In this paper, we characterized the expression pattern of cxcr5 and analyzed the function of this gene during adult neurogenesis and regeneration of the zebrafish telencephalon. We found that cxcr5 was upregulated transiently in the RGCs and neurons, and the expression in the immune cells such as leukocytes was negligible during both adult neurogenesis and regeneration. We observed that the transgenic misexpression of cxcr5 in the ventricular cells using dominant negative and full-length variants of the gene resulted in altered proliferation and neurogenesis response of the RGCs. When we knocked down cxcr5 using antisense morpholinos and cerebroventricular microinjection, we observed outcomes similar to the overexpression of the dominant negative cxcr5 variant.
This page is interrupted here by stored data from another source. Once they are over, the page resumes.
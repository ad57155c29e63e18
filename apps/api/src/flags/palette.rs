//! Background palette and the two-color text contrast policy.

use std::fmt;
use std::str::FromStr;

use serde::{Deserialize, Serialize};
use thiserror::Error;

#[derive(Debug, Error, PartialEq, Eq)]
#[error("unknown background color: {0}")]
pub struct ColorError(pub String);

#[derive(Debug, Clone, Copy, PartialEq, Eq, Hash, Default, Serialize, Deserialize)]
#[serde(rename_all = "lowercase")]
pub enum BackgroundColor {
    Red,
    Blue,
    Green,
    #[default]
    Black,
    White,
}

impl BackgroundColor {
    pub const ALL: [BackgroundColor; 5] = [
        BackgroundColor::Red,
        BackgroundColor::Blue,
        BackgroundColor::Green,
        BackgroundColor::Black,
        BackgroundColor::White,
    ];

    pub fn hex(self) -> &'static str {
        match self {
            BackgroundColor::Red => "#ff0000",
            BackgroundColor::Blue => "#0000ff",
            BackgroundColor::Green => "#00ff00",
            BackgroundColor::Black => "#000000",
            BackgroundColor::White => "#ffffff",
        }
    }

    fn name(self) -> &'static str {
        match self {
            BackgroundColor::Red => "red",
            BackgroundColor::Blue => "blue",
            BackgroundColor::Green => "green",
            BackgroundColor::Black => "black",
            BackgroundColor::White => "white",
        }
    }

    /// Dark text only on pure white; light text everywhere else.
    pub fn text_color(self) -> &'static str {
        if self == BackgroundColor::White {
            "#000000"
        } else {
            "#ffffff"
        }
    }
}

impl fmt::Display for BackgroundColor {
    fn fmt(&self, f: &mut fmt::Formatter<'_>) -> fmt::Result {
        f.write_str(self.hex())
    }
}

impl FromStr for BackgroundColor {
    type Err = ColorError;

    /// Accepts a palette name or its hex triplet (`#` optional, any case).
    fn from_str(s: &str) -> Result<Self, Self::Err> {
        let needle = s.trim().to_ascii_lowercase();
        let hex = needle.strip_prefix('#').unwrap_or(&needle);
        BackgroundColor::ALL
            .into_iter()
            .find(|c| c.name() == needle || &c.hex()[1..] == hex)
            .ok_or_else(|| ColorError(s.to_string()))
    }
}

/// Uniform pick from `candidates`, excluding `current` whenever there is an alternative.
pub fn pick_different<T: Copy + PartialEq>(
    current: T,
    candidates: &[T],
    rng: &mut fastrand::Rng,
) -> Option<T> {
    let others: Vec<T> = candidates.iter().copied().filter(|c| *c != current).collect();
    if candidates.len() > 1 && !others.is_empty() {
        Some(others[rng.usize(..others.len())])
    } else {
        candidates.first().copied()
    }
}

#[cfg(test)]
mod tests {
    use super::*;

    #[test]
    fn test_parse_name_and_hex() {
        assert_eq!("white".parse::<BackgroundColor>(), Ok(BackgroundColor::White));
        assert_eq!("#FF0000".parse::<BackgroundColor>(), Ok(BackgroundColor::Red));
        assert_eq!("00ff00".parse::<BackgroundColor>(), Ok(BackgroundColor::Green));
        assert!("#123456".parse::<BackgroundColor>().is_err());
    }

    #[test]
    fn test_text_color_policy() {
        assert_eq!(BackgroundColor::White.text_color(), "#000000");
        for c in [
            BackgroundColor::Red,
            BackgroundColor::Blue,
            BackgroundColor::Green,
            BackgroundColor::Black,
        ] {
            assert_eq!(c.text_color(), "#ffffff", "{c}");
        }
    }

    #[test]
    fn test_pick_different_never_repeats() {
        let mut rng = fastrand::Rng::with_seed(11);
        for current in BackgroundColor::ALL {
            for _ in 0..40 {
                let next = pick_different(current, &BackgroundColor::ALL, &mut rng).unwrap();
                assert_ne!(next, current);
            }
        }
    }

    #[test]
    fn test_pick_different_covers_all_others() {
        let mut rng = fastrand::Rng::with_seed(5);
        let mut seen = std::collections::HashSet::new();
        for _ in 0..200 {
            seen.insert(pick_different(BackgroundColor::Black, &BackgroundColor::ALL, &mut rng).unwrap());
        }
        assert_eq!(seen.len(), 4);
        assert!(!seen.contains(&BackgroundColor::Black));
    }

    #[test]
    fn test_pick_different_single_candidate() {
        let mut rng = fastrand::Rng::with_seed(0);
        assert_eq!(pick_different(1, &[1], &mut rng), Some(1));
        assert_eq!(pick_different(1, &[], &mut rng), None);
    }
}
Thus, based on our results, we propose that cxcr5 imposes a proliferative permissiveness to the radial glial cells and is required for differentiation of the RGCs to neurons, highlighting novel roles of cxcr5 in the nervous system of vertebrates. We therefore suggest that cxcr5 is an important cue for ventricular cell proliferation and regenerative neurogenesis in the adult zebrafish telencephalon. Further studies on the role of cxcr5 in mediating neuronal replenishment have the potential to produce clinical ramifications in efforts for regenerative therapeutic applications for human neurological disorders or acute injuries.
与哺乳动物不同,斑马鱼在其一生中的成年阶段由于放射状胶质细胞的神经发生活性而表现出广泛的神经再生。然而,涉及斑马鱼大脑再生神经发生反应的基因在很大程度上是未知的。因此,了解斑马鱼大脑这种再生能力的潜在原理是一个有趣的研究领域,可能会带来广泛的临床影响。
在本文中,我们描述了 cxcr5 的表达模式,并分析了该基因在成年神经发生和斑马鱼端脑再生过程中的功能。我们发现 cxcr5 在 RGCs 和神经元中短暂地上调,并且在成年神经发生和再生过程中,白细胞等免疫细胞中的表达可以忽略不计。我们观察到使用基因的显性负和全长变体将 cxcr5 转基因异常表达于脑室细胞中会导致 RGCs 的增殖和神经发生反应改变。当我们使用反义形态发生素来敲低 cxcr5 并进行脑室内微注射时,我们观察到与过表达显性负 cxcr5 变体相似的结果。
因此,根据我们的结果,我们提出 cxcr5 对放射状胶质细胞施加增殖许可,并需要 RGCs 分化为神经元,这突出了 cxcr5 在脊椎动物神经系统中的新作用。因此,我们认为 cxcr5 是成年斑马鱼端脑脑室细胞增殖和再生神经发生的重要线索。进一步研究 cxcr5 在介导神经元补充中的作用有可能在人类神经疾病或急性损伤的再生治疗应用方面产生临床影响。